## Required work
Copy exactly the stretch of data below from the line with "filename stream-pipelines/src/topology/fan_in.rs" through the line with "and every inner", including both of those lines.

Stored data entries:
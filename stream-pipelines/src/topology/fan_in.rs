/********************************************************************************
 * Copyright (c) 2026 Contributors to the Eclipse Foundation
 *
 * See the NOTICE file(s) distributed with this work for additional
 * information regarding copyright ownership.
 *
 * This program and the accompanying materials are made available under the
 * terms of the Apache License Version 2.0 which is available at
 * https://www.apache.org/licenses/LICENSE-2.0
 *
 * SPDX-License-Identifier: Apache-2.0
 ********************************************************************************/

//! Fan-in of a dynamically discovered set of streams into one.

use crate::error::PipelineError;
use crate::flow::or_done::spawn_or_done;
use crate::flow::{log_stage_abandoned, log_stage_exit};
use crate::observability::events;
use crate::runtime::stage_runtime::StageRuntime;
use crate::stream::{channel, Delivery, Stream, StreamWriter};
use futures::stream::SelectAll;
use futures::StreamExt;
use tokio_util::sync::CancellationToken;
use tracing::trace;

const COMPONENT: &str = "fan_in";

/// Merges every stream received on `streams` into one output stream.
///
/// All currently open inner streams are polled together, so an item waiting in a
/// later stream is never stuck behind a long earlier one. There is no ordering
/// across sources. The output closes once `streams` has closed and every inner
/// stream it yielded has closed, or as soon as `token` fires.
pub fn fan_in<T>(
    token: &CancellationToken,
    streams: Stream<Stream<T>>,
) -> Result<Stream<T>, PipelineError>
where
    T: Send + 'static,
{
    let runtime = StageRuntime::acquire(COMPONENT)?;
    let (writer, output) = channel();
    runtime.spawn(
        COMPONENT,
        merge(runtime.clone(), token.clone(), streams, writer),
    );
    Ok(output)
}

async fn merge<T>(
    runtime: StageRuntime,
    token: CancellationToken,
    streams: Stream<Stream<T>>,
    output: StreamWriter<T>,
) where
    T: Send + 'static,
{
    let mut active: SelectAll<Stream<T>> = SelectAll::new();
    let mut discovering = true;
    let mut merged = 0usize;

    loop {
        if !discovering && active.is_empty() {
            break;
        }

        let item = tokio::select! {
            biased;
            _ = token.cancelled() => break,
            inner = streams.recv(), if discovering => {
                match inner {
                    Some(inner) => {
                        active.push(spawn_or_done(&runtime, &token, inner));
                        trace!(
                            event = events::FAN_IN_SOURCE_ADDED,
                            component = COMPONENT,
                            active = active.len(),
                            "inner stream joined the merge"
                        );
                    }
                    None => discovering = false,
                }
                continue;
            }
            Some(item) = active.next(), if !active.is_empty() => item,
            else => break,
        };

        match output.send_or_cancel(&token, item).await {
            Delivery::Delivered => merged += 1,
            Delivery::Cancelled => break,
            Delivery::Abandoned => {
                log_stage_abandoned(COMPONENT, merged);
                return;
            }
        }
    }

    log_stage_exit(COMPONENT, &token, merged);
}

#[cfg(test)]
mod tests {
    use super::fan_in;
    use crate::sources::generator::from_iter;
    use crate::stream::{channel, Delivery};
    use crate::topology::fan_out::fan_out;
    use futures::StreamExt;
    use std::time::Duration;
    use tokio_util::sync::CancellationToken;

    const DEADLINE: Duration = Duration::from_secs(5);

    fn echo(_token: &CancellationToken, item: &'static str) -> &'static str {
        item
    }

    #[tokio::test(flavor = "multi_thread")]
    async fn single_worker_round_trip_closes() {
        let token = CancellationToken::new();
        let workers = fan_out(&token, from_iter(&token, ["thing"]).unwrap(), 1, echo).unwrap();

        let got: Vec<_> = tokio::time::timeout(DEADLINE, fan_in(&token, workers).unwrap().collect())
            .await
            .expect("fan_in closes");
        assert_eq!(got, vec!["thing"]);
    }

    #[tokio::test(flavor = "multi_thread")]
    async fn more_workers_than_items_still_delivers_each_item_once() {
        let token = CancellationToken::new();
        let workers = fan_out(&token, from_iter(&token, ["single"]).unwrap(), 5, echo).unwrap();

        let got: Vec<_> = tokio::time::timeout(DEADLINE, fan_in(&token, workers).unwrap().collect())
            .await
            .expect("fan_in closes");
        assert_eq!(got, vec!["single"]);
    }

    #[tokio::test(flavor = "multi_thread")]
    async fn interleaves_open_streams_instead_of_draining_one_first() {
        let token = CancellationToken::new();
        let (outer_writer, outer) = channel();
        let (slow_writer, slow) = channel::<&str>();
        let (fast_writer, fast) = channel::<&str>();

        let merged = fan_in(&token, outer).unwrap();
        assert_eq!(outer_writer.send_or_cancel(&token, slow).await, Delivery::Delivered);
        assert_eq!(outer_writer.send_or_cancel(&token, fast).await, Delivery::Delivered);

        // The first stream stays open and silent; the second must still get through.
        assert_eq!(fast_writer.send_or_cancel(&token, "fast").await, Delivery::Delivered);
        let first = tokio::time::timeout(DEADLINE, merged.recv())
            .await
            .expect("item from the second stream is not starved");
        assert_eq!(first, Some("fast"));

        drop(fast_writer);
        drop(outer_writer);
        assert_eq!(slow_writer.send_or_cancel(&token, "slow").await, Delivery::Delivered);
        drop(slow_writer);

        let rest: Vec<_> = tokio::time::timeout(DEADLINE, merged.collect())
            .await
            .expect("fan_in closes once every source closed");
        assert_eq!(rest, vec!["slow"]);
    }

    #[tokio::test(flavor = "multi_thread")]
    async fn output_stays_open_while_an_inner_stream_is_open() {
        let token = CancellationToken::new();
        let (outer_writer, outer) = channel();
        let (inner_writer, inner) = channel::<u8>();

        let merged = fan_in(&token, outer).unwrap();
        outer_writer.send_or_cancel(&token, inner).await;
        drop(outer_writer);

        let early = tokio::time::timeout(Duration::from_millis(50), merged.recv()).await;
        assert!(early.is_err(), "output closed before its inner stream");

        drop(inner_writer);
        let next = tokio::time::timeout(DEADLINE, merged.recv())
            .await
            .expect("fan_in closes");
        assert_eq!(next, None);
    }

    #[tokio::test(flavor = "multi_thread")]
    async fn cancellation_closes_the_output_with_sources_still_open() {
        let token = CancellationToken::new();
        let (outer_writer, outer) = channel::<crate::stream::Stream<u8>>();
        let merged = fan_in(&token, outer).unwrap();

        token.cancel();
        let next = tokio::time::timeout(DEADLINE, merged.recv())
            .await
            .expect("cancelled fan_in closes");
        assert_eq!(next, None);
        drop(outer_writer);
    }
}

--

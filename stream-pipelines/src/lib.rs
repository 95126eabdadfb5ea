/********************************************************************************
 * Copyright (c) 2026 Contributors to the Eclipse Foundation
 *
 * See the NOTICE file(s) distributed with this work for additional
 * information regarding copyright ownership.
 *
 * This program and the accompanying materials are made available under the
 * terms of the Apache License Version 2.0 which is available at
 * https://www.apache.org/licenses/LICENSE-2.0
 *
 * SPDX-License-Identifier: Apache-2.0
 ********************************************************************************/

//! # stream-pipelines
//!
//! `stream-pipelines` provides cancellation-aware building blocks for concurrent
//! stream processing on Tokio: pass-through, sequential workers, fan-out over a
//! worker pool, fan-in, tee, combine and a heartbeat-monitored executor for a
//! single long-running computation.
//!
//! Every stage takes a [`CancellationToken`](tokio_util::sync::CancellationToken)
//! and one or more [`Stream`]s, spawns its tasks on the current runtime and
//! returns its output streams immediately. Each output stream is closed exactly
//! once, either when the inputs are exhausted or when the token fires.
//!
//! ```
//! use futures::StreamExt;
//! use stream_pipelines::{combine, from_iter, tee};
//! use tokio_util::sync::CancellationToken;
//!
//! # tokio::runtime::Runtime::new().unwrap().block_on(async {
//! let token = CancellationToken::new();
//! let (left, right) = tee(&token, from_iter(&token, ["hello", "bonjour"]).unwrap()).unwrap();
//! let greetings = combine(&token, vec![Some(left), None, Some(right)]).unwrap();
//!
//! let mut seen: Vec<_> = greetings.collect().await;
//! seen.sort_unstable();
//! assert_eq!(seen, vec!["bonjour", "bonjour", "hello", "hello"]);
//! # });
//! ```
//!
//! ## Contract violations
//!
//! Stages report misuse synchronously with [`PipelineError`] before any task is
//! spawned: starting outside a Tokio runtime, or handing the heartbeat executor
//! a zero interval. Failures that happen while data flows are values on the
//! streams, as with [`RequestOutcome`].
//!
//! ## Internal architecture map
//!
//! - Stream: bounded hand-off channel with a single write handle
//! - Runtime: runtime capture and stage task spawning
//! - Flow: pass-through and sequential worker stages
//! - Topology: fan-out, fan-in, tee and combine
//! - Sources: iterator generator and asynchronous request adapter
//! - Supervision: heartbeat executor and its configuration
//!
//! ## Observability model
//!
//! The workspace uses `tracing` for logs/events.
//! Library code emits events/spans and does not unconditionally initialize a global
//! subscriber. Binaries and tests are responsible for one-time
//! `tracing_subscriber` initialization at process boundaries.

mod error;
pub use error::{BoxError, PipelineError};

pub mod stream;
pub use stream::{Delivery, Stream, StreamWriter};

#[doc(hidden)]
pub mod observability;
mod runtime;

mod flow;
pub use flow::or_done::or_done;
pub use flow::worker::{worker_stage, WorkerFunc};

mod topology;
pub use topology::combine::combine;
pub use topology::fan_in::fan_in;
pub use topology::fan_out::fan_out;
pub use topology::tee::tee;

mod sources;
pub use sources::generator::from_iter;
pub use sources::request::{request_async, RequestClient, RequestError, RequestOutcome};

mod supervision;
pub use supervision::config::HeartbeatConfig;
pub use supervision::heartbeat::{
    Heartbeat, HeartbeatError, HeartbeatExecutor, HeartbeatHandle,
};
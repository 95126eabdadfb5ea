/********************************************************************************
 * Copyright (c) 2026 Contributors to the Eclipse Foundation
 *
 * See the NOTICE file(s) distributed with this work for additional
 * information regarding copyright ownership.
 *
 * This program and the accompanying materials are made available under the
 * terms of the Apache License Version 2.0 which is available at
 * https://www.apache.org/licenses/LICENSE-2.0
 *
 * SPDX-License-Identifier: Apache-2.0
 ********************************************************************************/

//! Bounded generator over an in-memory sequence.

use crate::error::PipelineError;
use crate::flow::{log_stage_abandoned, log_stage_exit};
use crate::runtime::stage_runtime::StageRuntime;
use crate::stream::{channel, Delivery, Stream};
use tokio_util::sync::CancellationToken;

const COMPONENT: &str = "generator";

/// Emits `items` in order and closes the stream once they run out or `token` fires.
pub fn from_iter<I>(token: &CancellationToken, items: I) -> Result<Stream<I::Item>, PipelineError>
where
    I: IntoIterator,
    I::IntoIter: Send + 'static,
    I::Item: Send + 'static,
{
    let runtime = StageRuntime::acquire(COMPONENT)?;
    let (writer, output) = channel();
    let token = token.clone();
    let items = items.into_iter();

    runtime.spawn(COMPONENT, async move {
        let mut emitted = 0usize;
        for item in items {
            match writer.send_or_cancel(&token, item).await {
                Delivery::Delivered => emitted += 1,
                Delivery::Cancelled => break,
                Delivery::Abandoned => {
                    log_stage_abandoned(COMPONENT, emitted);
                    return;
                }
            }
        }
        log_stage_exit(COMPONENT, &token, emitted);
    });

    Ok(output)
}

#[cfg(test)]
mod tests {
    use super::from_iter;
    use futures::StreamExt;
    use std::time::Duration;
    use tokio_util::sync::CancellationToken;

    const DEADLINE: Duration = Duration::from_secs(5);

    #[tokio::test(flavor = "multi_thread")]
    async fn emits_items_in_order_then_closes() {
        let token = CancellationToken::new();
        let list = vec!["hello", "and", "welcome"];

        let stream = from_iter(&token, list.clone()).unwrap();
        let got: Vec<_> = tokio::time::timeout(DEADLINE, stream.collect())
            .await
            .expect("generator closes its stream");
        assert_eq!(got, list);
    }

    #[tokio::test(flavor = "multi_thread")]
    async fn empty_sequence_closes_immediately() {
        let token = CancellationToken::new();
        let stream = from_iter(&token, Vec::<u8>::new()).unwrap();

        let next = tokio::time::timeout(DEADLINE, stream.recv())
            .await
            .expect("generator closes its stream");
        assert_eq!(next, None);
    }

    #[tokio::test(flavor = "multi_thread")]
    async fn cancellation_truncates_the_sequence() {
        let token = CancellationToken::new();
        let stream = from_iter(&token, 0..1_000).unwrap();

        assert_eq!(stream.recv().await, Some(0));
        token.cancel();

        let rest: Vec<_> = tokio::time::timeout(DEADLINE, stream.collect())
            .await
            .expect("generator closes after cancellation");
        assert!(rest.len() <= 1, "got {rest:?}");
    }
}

## Exercise answer
filename stream-pipelines/src/topology/fan_in.rs
/********************************************************************************
 * Copyright (c) 2026 Contributors to the Eclipse Foundation
 *
 * See the NOTICE file(s) distributed with this work for additional
 * information regarding copyright ownership.
 *
 * This program and the accompanying materials are made available under the
 * terms of the Apache License Version 2.0 which is available at
 * https://www.apache.org/licenses/LICENSE-2.0
 *
 * SPDX-License-Identifier: Apache-2.0
 ********************************************************************************/

//! Fan-in of a dynamically discovered set of streams into one.

use crate::error::PipelineError;
use crate::flow::or_done::spawn_or_done;
use crate::flow::{log_stage_abandoned, log_stage_exit};
use crate::observability::events;
use crate::runtime::stage_runtime::StageRuntime;
use crate::stream::{channel, Delivery, Stream, StreamWriter};
use futures::stream::SelectAll;
use futures::StreamExt;
use tokio_util::sync::CancellationToken;
use tracing::trace;

const COMPONENT: &str = "fan_in";

/// Merges every stream received on `streams` into one output stream.
///
/// All currently open inner streams are polled together, so an item waiting in a
/// later stream is never stuck behind a long earlier one. There is no ordering
/// across sources. The output closes once `streams` has closed and every inner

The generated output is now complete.